Eminent domain is supposed to be used for the greater good, such as when a building is falling down and endangering people but the owner refuses to take care of the problem, or when a road is needed and there’s no choice but to take out buildings that stand in the way.

It’s not supposed to be used to bulldoze an auto repair business to make room for an art gallery.St. Louis is rife with stories about homes and small businesses being bulldozed to make way for Lowes and other big-box stores. Never mind the Missouri Constitution prohibits seizure of private land for private use. In St. Louis and its suburbs, we never let laws stand in the way of progress.

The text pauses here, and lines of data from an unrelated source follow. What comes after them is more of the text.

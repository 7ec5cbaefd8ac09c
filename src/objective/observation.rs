//! Observations
//!
//! An [`Observation`] is the immutable input of an estimation run: a time grid, a value
//! matrix with one row per observed metabolite and one column per time point, and the
//! state indices those rows correspond to. [`ObservationFile`] is its name-based,
//! serializable form.

use std::collections::{BTreeMap, HashSet};

use ndarray::Array2;
use schemars::JsonSchema;
use serde::{Deserialize, Serialize};

use crate::{
    parameters::{ParameterKey, ParameterSet},
    simulation::Pathway,
};

use super::error::ObservationError;

/// Observed time series aligned to a pathway's state vector.
#[derive(Debug, Clone, PartialEq)]
pub struct Observation {
    times: Vec<f64>,
    values: Array2<f64>,
    observable: Vec<usize>,
    true_parameters: Option<BTreeMap<String, f64>>,
}

impl Observation {
    /// Creates a validated observation.
    ///
    /// # Arguments
    ///
    /// * `times` - Non-empty, finite, non-negative and non-decreasing time grid
    /// * `values` - Observed values, `observable.len()` rows by `times.len()` columns
    /// * `observable` - Distinct state indices, one per row of `values`
    ///
    /// # Returns
    ///
    /// * `Result<Observation, ObservationError>` - The observation or the first problem found
    pub fn new(
        times: Vec<f64>,
        values: Array2<f64>,
        observable: Vec<usize>,
    ) -> Result<Self, ObservationError> {
        validate_times(&times)?;

        if observable.is_empty() {
            return Err(ObservationError::NoObservables);
        }

        let mut seen = HashSet::new();
        if let Some(dup) = observable.iter().find(|i| !seen.insert(**i)) {
            return Err(ObservationError::DuplicateObservable(*dup));
        }

        let expected = (observable.len(), times.len());
        if values.dim() != expected {
            return Err(ObservationError::ShapeMismatch {
                expected,
                found: values.dim(),
            });
        }

        if let Some(((row, col), _)) = values.indexed_iter().find(|(_, v)| !v.is_finite()) {
            return Err(ObservationError::NonFiniteValue { row, col });
        }

        Ok(Self {
            times,
            values,
            observable,
            true_parameters: None,
        })
    }

    /// Attaches reference values used only for post-hoc error reporting.
    pub fn with_true_parameters(mut self, parameters: BTreeMap<String, f64>) -> Self {
        self.true_parameters = Some(parameters);
        self
    }

    pub fn times(&self) -> &[f64] {
        &self.times
    }

    pub fn values(&self) -> &Array2<f64> {
        &self.values
    }

    pub fn observable(&self) -> &[usize] {
        &self.observable
    }

    pub fn true_parameters(&self) -> Option<&BTreeMap<String, f64>> {
        self.true_parameters.as_ref()
    }

    /// Number of observed data points (metabolites × time points)
    pub fn len(&self) -> usize {
        self.values.len()
    }

    pub fn is_empty(&self) -> bool {
        self.values.is_empty()
    }

    /// Reference values of the given keys, if every one of them is known.
    pub fn true_values_of<K: ParameterKey>(&self, keys: &[K]) -> Option<Vec<f64>> {
        let truth = self.true_parameters.as_ref()?;
        keys.iter().map(|k| truth.get(k.name()).copied()).collect()
    }

    /// Checks that every observable index addresses a state of `P`.
    pub fn check_against<P: Pathway>(&self) -> Result<(), ObservationError> {
        let dimension = P::dimension();
        match self.observable.iter().find(|i| **i >= dimension) {
            Some(index) => Err(ObservationError::ObservableOutOfRange {
                index: *index,
                dimension,
            }),
            None => Ok(()),
        }
    }

    /// Converts into the name-based file form for pathway `P`.
    pub fn to_file<P: Pathway>(&self) -> ObservationFile {
        let metabolites = P::metabolites();
        ObservationFile {
            time: self.times.clone(),
            observables: self
                .observable
                .iter()
                .map(|i| metabolites.get(*i).copied().unwrap_or("?").to_string())
                .collect(),
            values: self.values.outer_iter().map(|row| row.to_vec()).collect(),
            true_parameters: self.true_parameters.clone(),
        }
    }
}

/// On-disk form of an [`Observation`], addressing metabolites by name.
#[derive(Debug, Clone, PartialEq, Serialize, Deserialize, JsonSchema)]
pub struct ObservationFile {
    /// Time points of the measurements
    pub time: Vec<f64>,
    /// Observed metabolite names, one per row of `values`
    pub observables: Vec<String>,
    /// Observed concentrations, one row per observable, one column per time point
    pub values: Vec<Vec<f64>>,
    /// Reference parameter values for error reporting
    #[serde(default, skip_serializing_if = "Option::is_none")]
    pub true_parameters: Option<BTreeMap<String, f64>>,
}

impl ObservationFile {
    /// Resolves metabolite names against pathway `P` and validates the result.
    pub fn into_observation<P: Pathway>(self) -> Result<Observation, ObservationError> {
        let observable = self
            .observables
            .iter()
            .map(|name| {
                P::index_of(name).ok_or_else(|| ObservationError::UnknownMetabolite {
                    name: name.clone(),
                    pathway: P::NAME.to_string(),
                })
            })
            .collect::<Result<Vec<_>, _>>()?;

        let ncols = self.time.len();
        if self.values.iter().any(|row| row.len() != ncols) {
            return Err(ObservationError::RaggedValues);
        }

        let nrows = self.values.len();
        let flat = self.values.into_iter().flatten().collect::<Vec<_>>();
        let values = Array2::from_shape_vec((nrows, ncols), flat)
            .map_err(|_| ObservationError::RaggedValues)?;

        let observation = Observation::new(self.time, values, observable)?;

        match self.true_parameters {
            Some(truth) => {
                ParameterSet::<P::Param>::reference_with(&truth)?;
                Ok(observation.with_true_parameters(truth))
            }
            None => Ok(observation),
        }
    }
}

fn validate_times(times: &[f64]) -> Result<(), ObservationError> {
    if times.is_empty() {
        return Err(ObservationError::EmptyTimeGrid);
    }

    let mut previous = 0.0;
    for (index, value) in times.iter().copied().enumerate() {
        if !value.is_finite() || value < 0.0 || value < previous {
            return Err(ObservationError::InvalidTime { index, value });
        }
        previous = value;
    }

    Ok(())
}
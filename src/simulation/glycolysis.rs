//! Glycolysis simulator
//!
//! Eleven metabolites from intracellular glucose down to pyruvate. The chain is
//! branch-free except for the triose split: aldolase feeds both DHAP and GAP, and
//! triose phosphate isomerase moves mass between the two.
//!
//! Concentrations reach the rate laws unfloored by default, so integrator overshoot
//! into negative values is visible to the kinetics. [`GlycolysisModel::with_floor`]
//! switches to the same positive floor the TCA simulator uses.

use peroxide::fuga::ODEProblem;

use crate::{
    kinetics::glycolysis::{self as k, GlycolysisCofactors},
    parameters::{GlycolysisParam, ParameterSet},
};

use super::pathway::{ConcentrationFloor, Pathway};

/// Metabolite names in state-vector order
pub const GLYCOLYSIS_METABOLITES: [&str; 11] = [
    "glucose", "G6P", "F6P", "F16BP", "DHAP", "GAP", "BPG", "3PG", "2PG", "PEP", "pyruvate",
];

/// Reference initial concentrations (mM), aligned with [`GLYCOLYSIS_METABOLITES`]
const INITIAL_CONCENTRATIONS: [f64; 11] = [
    0.087, 2.45, 0.62, 5.51, 2.67, 0.68, 0.0, 0.9, 0.12, 0.07, 1.85,
];

const GLUCOSE: usize = 0;
const G6P: usize = 1;
const F6P: usize = 2;
const F16BP: usize = 3;
const DHAP: usize = 4;
const GAP: usize = 5;
const BPG: usize = 6;
const PG3: usize = 7;
const PG2: usize = 8;
const PEP: usize = 9;
const PYRUVATE: usize = 10;

/// Velocities of the eleven glycolytic reactions at one state (mM/min).
#[derive(Debug, Clone, Copy, PartialEq)]
pub struct GlycolysisRates {
    pub hxk: f64,
    pub pgi: f64,
    pub pfk: f64,
    pub ald: f64,
    pub tpi: f64,
    pub gapdh: f64,
    pub pgk: f64,
    pub gpm: f64,
    pub eno: f64,
    pub pyk: f64,
    pub pdc: f64,
}

impl GlycolysisRates {
    pub fn named(&self) -> Vec<(&'static str, f64)> {
        vec![
            ("v_HXK", self.hxk),
            ("v_PGI", self.pgi),
            ("v_PFK", self.pfk),
            ("v_ALD", self.ald),
            ("v_TPI", self.tpi),
            ("v_GAPDH", self.gapdh),
            ("v_PGK", self.pgk),
            ("v_GPM", self.gpm),
            ("v_ENO", self.eno),
            ("v_PYK", self.pyk),
            ("v_PDC", self.pdc),
        ]
    }
}

/// Glycolysis network with fixed cofactor levels.
#[derive(Debug, Clone, PartialEq)]
pub struct GlycolysisModel {
    parameters: ParameterSet<GlycolysisParam>,
    cofactors: GlycolysisCofactors,
    floor: ConcentrationFloor,
}

impl GlycolysisModel {
    pub fn new(parameters: ParameterSet<GlycolysisParam>) -> Self {
        Self {
            parameters,
            cofactors: GlycolysisCofactors::default(),
            floor: ConcentrationFloor::None,
        }
    }

    pub fn with_floor(mut self, floor: ConcentrationFloor) -> Self {
        self.floor = floor;
        self
    }

    /// Computes all reaction velocities from the current state.
    pub fn rates(&self, y: &[f64]) -> GlycolysisRates {
        let x: [f64; 11] = self.floor.clamp_into(y);
        let p = &self.parameters;
        let c = &self.cofactors;

        GlycolysisRates {
            hxk: k::hexokinase(p, x[GLUCOSE], x[G6P], c),
            pgi: k::phosphoglucose_isomerase(p, x[G6P], x[F6P]),
            pfk: k::phosphofructokinase(p, x[F6P], c),
            ald: k::aldolase(p, x[F16BP], x[DHAP], x[GAP]),
            tpi: k::triose_phosphate_isomerase(p, x[DHAP], x[GAP]),
            gapdh: k::gapdh(p, x[GAP], c),
            pgk: k::phosphoglycerate_kinase(p, x[BPG], c),
            gpm: k::phosphoglycerate_mutase(p, x[PG3], x[PG2]),
            eno: k::enolase(p, x[PG2], x[PEP]),
            pyk: k::pyruvate_kinase(p, x[PEP], x[F16BP], c),
            pdc: k::pyruvate_decarboxylase(p, x[PYRUVATE]),
        }
    }
}

impl Pathway for GlycolysisModel {
    type Param = GlycolysisParam;
    type Cofactors = GlycolysisCofactors;

    const NAME: &'static str = "glycolysis";

    fn metabolites() -> &'static [&'static str] {
        &GLYCOLYSIS_METABOLITES
    }

    fn from_parameters(parameters: ParameterSet<GlycolysisParam>) -> Self {
        Self::new(parameters)
    }

    fn with_cofactors(mut self, cofactors: GlycolysisCofactors) -> Self {
        self.cofactors = cofactors;
        self
    }

    fn cofactors(&self) -> &GlycolysisCofactors {
        &self.cofactors
    }

    fn reparameterize(&self, parameters: ParameterSet<GlycolysisParam>) -> Self {
        Self {
            parameters,
            ..self.clone()
        }
    }

    fn parameters(&self) -> &ParameterSet<GlycolysisParam> {
        &self.parameters
    }

    fn initial_state(&self) -> Vec<f64> {
        INITIAL_CONCENTRATIONS.to_vec()
    }

    fn derivative(&self, _t: f64, y: &[f64], dy: &mut [f64]) {
        let v = self.rates(y);

        dy[GLUCOSE] = -v.hxk;
        dy[G6P] = v.hxk - v.pgi;
        dy[F6P] = v.pgi - v.pfk;
        dy[F16BP] = v.pfk - v.ald;
        dy[DHAP] = v.ald - v.tpi;
        dy[GAP] = v.ald + v.tpi - v.gapdh;
        dy[BPG] = v.gapdh - v.pgk;
        dy[PG3] = v.pgk - v.gpm;
        dy[PG2] = v.gpm - v.eno;
        dy[PEP] = v.eno - v.pyk;
        dy[PYRUVATE] = v.pyk - v.pdc;
    }

    fn fluxes(&self, y: &[f64]) -> Vec<(&'static str, f64)> {
        self.rates(y).named()
    }
}

impl ODEProblem for GlycolysisModel {
    fn rhs(&self, t: f64, y: &[f64], dy: &mut [f64]) -> anyhow::Result<()> {
        self.derivative(t, y, dy);
        Ok(())
    }
}
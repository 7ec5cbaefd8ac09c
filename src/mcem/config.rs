//! Run configuration
//!
//! [`McemConfig`] carries everything a single MCEM chain needs besides the objective and
//! the initial guess. [`ModePreset`] names the iteration/sample budgets offered to users;
//! the optimizer itself only ever sees the two integers.

use std::{collections::HashMap, fmt::Display, str::FromStr};

use derive_builder::Builder;
use schemars::JsonSchema;
use serde::{Deserialize, Serialize};

use super::error::McemError;

/// Configuration of one MCEM run
///
/// # Fields
///
/// * `max_iters` - Maximum number of EM iterations, at least 1 (default: 150)
/// * `inner_samples` - Metropolis samples per iteration, at least 1 (default: 1500)
/// * `positive_only` - Sample from a log-normal proposal (default: true)
/// * `threshold` - L1 distance between consecutive means that ends the run (default: 1e-10)
/// * `seed` - Seed of the pseudo-random stream (default: 42)
/// * `min_relative_spread` - Lower bound of the proposal spread relative to |mean| (default: 0.0)
/// * `show_progress` - Draw a progress bar on stderr (default: false)
///
/// # Examples
///
/// ```
/// use metabolic_mcem::prelude::{McemConfigBuilder, ModePreset};
///
/// let config = McemConfigBuilder::default()
///     .preset(ModePreset::Fast)
///     .seed(7)
///     .build()
///     .unwrap();
/// assert_eq!(config.inner_samples, 1000);
/// ```
#[derive(Debug, Clone, PartialEq, Builder, Serialize, Deserialize, JsonSchema)]
#[builder(build_fn(validate = "Self::validate"))]
#[serde(default)]
pub struct McemConfig {
    #[builder(default = "150")]
    pub max_iters: usize,
    #[builder(default = "1500")]
    pub inner_samples: usize,
    #[builder(default = "true")]
    pub positive_only: bool,
    #[builder(default = "1e-10")]
    pub threshold: f64,
    #[builder(default = "42")]
    pub seed: u64,
    #[builder(default = "0.0")]
    pub min_relative_spread: f64,
    #[builder(default = "false")]
    pub show_progress: bool,
}

impl Default for McemConfig {
    fn default() -> Self {
        ModePreset::Balanced.config()
    }
}

impl McemConfigBuilder {
    /// Sets the iteration and sample budget of a preset.
    pub fn preset(&mut self, preset: ModePreset) -> &mut Self {
        let (max_iters, inner_samples) = preset.settings();
        self.max_iters(max_iters).inner_samples(inner_samples)
    }

    fn validate(&self) -> Result<(), String> {
        if self.max_iters == Some(0) {
            return Err("max_iters must be at least 1".to_string());
        }
        if self.inner_samples == Some(0) {
            return Err("inner_samples must be at least 1".to_string());
        }
        if let Some(spread) = self.min_relative_spread {
            if !(spread.is_finite() && spread >= 0.0) {
                return Err(format!("min_relative_spread must be non-negative, got {spread}"));
            }
        }
        Ok(())
    }
}

impl McemConfig {
    /// Checks the preconditions the optimizer relies on.
    pub fn validate(&self) -> Result<(), McemError> {
        if self.max_iters == 0 {
            return Err(McemError::ZeroIterations);
        }
        if self.inner_samples == 0 {
            return Err(McemError::ZeroSamples);
        }
        if !(self.min_relative_spread.is_finite() && self.min_relative_spread >= 0.0) {
            return Err(McemError::InvalidConfig(format!(
                "min_relative_spread must be non-negative, got {}",
                self.min_relative_spread
            )));
        }
        if !(self.threshold.is_finite() && self.threshold >= 0.0) {
            return Err(McemError::InvalidConfig(format!(
                "threshold must be non-negative, got {}",
                self.threshold
            )));
        }
        Ok(())
    }

    /// Configuration of chain `index` in a multi-chain run.
    ///
    /// Chain `i` gets seed `seed + i` and `i + 1` times the iteration and sample budget.
    pub fn for_chain(&self, index: usize) -> Self {
        let scale = index + 1;
        Self {
            max_iters: self.max_iters * scale,
            inner_samples: self.inner_samples * scale,
            seed: self.seed.wrapping_add(index as u64),
            ..self.clone()
        }
    }
}

/// Named iteration/sample budgets.
#[derive(Debug, Clone, Copy, PartialEq, Eq, Hash, Serialize, Deserialize, JsonSchema, Default)]
#[serde(rename_all = "lowercase")]
pub enum ModePreset {
    Fast,
    #[default]
    Balanced,
    Precise,
    /// Small budget for smoke tests
    Test,
}

lazy_static::lazy_static! {
    static ref PRESET_NAMES: HashMap<&'static str, ModePreset> = {
        let mut m = HashMap::new();
        for preset in ModePreset::ALL {
            m.insert(preset.name(), preset);
        }
        m.insert("quick", ModePreset::Fast);
        m.insert("default", ModePreset::Balanced);
        m.insert("thorough", ModePreset::Precise);
        m
    };
}

impl ModePreset {
    pub const ALL: [ModePreset; 4] = [
        ModePreset::Fast,
        ModePreset::Balanced,
        ModePreset::Precise,
        ModePreset::Test,
    ];

    /// `(max_iters, inner_samples)` of the preset
    pub fn settings(self) -> (usize, usize) {
        match self {
            ModePreset::Fast => (100, 1000),
            ModePreset::Balanced => (150, 1500),
            ModePreset::Precise => (200, 2000),
            ModePreset::Test => (20, 500),
        }
    }

    /// Full configuration with the preset's budget and default everything else.
    pub fn config(self) -> McemConfig {
        let (max_iters, inner_samples) = self.settings();
        McemConfig {
            max_iters,
            inner_samples,
            positive_only: true,
            threshold: 1e-10,
            seed: 42,
            min_relative_spread: 0.0,
            show_progress: false,
        }
    }

    pub fn name(self) -> &'static str {
        match self {
            ModePreset::Fast => "fast",
            ModePreset::Balanced => "balanced",
            ModePreset::Precise => "precise",
            ModePreset::Test => "test",
        }
    }
}

impl Display for ModePreset {
    fn fmt(&self, f: &mut std::fmt::Formatter<'_>) -> std::fmt::Result {
        write!(f, "{}", self.name())
    }
}

impl FromStr for ModePreset {
    type Err = McemError;

    fn from_str(s: &str) -> Result<Self, Self::Err> {
        PRESET_NAMES
            .get(s.trim().to_lowercase().as_str())
            .copied()
            .ok_or_else(|| McemError::UnknownPreset(s.to_string()))
    }
}

#[cfg(test)]
mod tests {
    use super::*;

    #[test]
    fn test_presets() {
        assert_eq!(ModePreset::Fast.settings(), (100, 1000));
        assert_eq!(ModePreset::Balanced.settings(), (150, 1500));
        assert_eq!(ModePreset::Precise.settings(), (200, 2000));
        assert_eq!(ModePreset::Test.settings(), (20, 500));
    }

    #[test]
    fn test_default_config_json() {
        let json = serde_json::to_string(&McemConfig::default()).unwrap();
        insta::assert_snapshot!(json, @r#"{"max_iters":150,"inner_samples":1500,"positive_only":true,"threshold":1e-10,"seed":42,"min_relative_spread":0.0,"show_progress":false}"#);
    }

    #[test]
    fn test_preset_from_str() {
        assert_eq!("Precise".parse::<ModePreset>().unwrap(), ModePreset::Precise);
        assert_eq!(" quick ".parse::<ModePreset>().unwrap(), ModePreset::Fast);
        assert!(matches!(
            "slow".parse::<ModePreset>(),
            Err(McemError::UnknownPreset(_))
        ));

        for preset in ModePreset::ALL {
            assert_eq!(preset.to_string().parse::<ModePreset>().unwrap(), preset);
        }
    }

    #[test]
    fn test_builder_defaults_and_validation() {
        let config = McemConfigBuilder::default().build().unwrap();
        assert_eq!(config, McemConfig::default());
        assert!(config.positive_only);
        assert_eq!(config.threshold, 1e-10);

        assert!(McemConfigBuilder::default().max_iters(0).build().is_err());
        assert!(McemConfigBuilder::default().inner_samples(0).build().is_err());
    }

    #[test]
    fn test_chain_scaling() {
        let base = ModePreset::Test.config();
        let third = base.for_chain(2);
        assert_eq!(third.seed, 44);
        assert_eq!(third.max_iters, 60);
        assert_eq!(third.inner_samples, 1500);
    }

    #[test]
    fn test_partial_json_config() {
        let config: McemConfig = serde_json::from_str(r#"{"max_iters": 5, "seed": 1}"#).unwrap();
        assert_eq!(config.max_iters, 5);
        assert_eq!(config.inner_samples, 1500);
        assert!(config.positive_only);
    }
}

Republicans love it because they love big business, and Democrats love it because they see tax dollars. It’s ridiculous. People came to the United States from Europe because you couldn’t buy land unless you already had land and money. Now, unless you have a certain amount of land and money, it’s getting to be difficult to hold on to what you have (and don’t expect to get a fair price for it either).

Now we have a former mayor, Vincent Schoemel, deciding that the city needs an arts district, and Jim Day’s independent garage, which has stood there for 20 years, making a profit, paying taxes, and serving its neighbors, stands in the way. A year and a half ago he was offered $125,000 to sell out. He declined. That’s a generous offer for the land but it’s not enough to allow him to relocate his business.

Two months later, he received a counter-offer, which is still on the table: $67,500, which is nearly $13,000 less than the city says his land is worth.

Sometimes Schoemel only offers $1.

When the mafia does things like this, it’s called extortion. But when Schoemel does this, it’s called progress. That’s funny. I don’t see any difference.

Let’s give Schoemel a dollar to slither back under a rock and stay there.